◆ **EXERCISE**:
Below are entries; copy exactly the lines from the one with "filename src/router/classify.rs" through the one with "instead. The default classifier", both included, and leave out the rest.

Stored dataset items
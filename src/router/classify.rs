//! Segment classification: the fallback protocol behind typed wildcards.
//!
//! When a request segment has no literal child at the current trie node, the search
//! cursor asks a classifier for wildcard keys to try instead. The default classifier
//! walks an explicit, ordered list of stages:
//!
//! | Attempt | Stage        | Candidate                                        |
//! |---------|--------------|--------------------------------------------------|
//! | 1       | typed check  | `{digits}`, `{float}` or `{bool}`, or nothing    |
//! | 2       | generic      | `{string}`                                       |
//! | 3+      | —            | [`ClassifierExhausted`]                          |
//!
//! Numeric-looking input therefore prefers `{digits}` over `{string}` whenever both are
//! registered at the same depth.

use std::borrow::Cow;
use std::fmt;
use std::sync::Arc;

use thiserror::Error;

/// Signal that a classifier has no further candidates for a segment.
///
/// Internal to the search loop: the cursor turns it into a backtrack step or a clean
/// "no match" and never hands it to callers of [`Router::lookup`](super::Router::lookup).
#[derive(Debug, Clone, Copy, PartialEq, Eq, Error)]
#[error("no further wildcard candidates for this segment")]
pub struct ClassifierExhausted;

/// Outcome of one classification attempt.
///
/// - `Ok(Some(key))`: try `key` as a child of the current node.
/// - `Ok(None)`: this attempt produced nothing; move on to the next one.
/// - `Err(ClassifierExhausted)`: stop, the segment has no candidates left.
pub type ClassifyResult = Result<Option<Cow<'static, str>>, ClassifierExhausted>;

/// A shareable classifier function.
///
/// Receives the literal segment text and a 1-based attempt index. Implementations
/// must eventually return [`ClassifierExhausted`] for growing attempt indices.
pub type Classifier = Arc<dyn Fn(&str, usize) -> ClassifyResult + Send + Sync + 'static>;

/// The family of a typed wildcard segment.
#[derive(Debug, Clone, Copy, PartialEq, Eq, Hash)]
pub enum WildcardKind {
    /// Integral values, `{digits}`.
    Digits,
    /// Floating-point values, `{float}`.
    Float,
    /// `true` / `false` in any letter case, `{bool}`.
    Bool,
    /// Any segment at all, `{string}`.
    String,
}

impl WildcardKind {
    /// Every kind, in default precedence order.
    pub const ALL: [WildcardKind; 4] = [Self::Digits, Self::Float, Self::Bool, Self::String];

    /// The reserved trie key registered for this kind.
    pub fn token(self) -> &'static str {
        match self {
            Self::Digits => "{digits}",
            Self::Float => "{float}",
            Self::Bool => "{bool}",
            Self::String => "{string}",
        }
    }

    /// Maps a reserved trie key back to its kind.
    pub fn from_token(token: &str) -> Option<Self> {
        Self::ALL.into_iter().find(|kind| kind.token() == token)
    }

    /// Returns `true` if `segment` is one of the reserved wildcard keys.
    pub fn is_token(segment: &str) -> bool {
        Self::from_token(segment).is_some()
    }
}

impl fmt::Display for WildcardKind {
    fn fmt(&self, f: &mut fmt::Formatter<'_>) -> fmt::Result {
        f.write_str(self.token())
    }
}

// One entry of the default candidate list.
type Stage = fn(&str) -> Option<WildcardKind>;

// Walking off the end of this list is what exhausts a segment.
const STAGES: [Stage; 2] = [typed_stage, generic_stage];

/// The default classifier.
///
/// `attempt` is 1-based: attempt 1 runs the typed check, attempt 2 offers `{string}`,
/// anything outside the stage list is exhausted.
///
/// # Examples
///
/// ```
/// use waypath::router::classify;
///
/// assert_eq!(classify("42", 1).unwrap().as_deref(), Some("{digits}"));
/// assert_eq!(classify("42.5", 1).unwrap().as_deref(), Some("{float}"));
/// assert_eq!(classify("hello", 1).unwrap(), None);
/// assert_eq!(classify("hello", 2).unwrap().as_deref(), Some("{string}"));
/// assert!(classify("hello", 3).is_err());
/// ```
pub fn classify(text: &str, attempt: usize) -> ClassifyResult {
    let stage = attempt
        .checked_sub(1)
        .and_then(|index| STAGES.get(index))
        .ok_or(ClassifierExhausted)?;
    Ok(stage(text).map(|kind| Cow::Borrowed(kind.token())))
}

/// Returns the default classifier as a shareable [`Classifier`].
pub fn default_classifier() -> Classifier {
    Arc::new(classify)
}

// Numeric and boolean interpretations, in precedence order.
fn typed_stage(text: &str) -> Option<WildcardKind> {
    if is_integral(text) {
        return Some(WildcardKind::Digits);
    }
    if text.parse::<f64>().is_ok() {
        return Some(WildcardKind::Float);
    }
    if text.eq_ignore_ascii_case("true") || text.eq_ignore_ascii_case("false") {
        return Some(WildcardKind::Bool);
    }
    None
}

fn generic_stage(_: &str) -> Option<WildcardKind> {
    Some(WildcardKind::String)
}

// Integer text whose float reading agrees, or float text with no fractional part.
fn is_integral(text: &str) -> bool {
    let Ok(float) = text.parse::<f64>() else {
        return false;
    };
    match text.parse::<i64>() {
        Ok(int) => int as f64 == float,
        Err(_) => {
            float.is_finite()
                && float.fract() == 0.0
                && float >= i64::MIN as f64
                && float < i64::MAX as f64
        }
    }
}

---

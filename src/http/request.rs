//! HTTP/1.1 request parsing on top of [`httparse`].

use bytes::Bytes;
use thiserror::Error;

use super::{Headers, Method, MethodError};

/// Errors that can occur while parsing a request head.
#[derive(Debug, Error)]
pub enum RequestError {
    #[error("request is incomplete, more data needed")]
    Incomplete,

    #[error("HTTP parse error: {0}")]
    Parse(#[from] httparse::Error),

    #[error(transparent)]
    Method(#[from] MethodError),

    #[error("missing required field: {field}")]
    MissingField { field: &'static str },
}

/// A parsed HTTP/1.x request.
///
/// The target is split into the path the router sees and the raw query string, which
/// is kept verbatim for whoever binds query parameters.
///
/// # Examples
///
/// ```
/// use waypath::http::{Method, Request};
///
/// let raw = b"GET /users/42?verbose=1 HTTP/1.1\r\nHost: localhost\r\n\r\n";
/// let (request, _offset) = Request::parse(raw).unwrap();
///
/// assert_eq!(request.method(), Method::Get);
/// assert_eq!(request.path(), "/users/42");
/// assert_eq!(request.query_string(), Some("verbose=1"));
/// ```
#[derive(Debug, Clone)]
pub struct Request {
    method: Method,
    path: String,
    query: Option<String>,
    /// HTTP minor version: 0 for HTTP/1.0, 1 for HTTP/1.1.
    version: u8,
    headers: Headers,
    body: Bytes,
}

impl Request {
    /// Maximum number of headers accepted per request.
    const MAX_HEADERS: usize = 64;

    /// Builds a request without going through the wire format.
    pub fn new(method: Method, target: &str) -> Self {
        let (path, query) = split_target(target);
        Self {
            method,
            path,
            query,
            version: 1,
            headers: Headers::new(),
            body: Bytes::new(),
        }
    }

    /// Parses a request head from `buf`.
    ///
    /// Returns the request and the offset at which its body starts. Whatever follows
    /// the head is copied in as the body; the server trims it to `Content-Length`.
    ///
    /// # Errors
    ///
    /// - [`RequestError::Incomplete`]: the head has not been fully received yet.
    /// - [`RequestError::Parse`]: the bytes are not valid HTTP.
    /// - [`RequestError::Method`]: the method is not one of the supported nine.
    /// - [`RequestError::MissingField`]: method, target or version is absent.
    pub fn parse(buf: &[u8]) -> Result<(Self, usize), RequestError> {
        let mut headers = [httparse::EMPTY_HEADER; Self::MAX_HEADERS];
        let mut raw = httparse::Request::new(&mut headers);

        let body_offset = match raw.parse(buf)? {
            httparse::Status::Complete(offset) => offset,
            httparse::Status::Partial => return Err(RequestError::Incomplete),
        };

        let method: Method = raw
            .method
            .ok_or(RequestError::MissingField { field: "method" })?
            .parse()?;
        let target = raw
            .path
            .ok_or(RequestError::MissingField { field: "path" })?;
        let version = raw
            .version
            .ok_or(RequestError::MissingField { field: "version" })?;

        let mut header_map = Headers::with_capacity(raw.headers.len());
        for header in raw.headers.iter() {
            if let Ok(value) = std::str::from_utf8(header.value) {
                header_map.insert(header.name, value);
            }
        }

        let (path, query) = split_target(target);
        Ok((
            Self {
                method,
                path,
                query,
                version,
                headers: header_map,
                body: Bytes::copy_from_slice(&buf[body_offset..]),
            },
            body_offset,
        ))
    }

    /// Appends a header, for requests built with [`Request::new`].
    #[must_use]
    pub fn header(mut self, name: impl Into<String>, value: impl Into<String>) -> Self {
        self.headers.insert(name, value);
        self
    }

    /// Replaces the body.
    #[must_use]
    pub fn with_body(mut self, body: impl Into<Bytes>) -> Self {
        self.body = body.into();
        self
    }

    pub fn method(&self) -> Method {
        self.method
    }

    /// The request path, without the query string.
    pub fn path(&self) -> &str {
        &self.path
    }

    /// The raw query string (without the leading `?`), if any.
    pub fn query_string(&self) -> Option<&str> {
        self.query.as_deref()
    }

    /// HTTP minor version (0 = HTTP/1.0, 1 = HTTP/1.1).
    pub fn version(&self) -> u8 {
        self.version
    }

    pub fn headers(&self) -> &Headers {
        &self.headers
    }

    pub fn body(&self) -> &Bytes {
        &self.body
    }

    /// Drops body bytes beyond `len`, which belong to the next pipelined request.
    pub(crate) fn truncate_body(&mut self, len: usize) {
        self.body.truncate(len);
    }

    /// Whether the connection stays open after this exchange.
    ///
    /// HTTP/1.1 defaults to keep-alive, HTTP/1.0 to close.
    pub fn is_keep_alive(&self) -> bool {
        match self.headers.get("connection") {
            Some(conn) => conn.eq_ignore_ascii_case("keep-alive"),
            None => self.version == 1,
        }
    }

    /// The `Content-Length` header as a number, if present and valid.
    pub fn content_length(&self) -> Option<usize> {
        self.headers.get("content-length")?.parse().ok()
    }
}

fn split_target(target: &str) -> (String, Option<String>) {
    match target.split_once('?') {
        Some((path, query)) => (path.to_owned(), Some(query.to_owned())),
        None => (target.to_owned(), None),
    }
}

◆ **EXERCISE ANSWER**:
filename src/router/classify.rs
//! Segment classification: the fallback protocol behind typed wildcards.
//!
//! When a request segment has no literal child at the current trie node, the search
//! cursor asks a classifier for wildcard keys to try instead. The default classifier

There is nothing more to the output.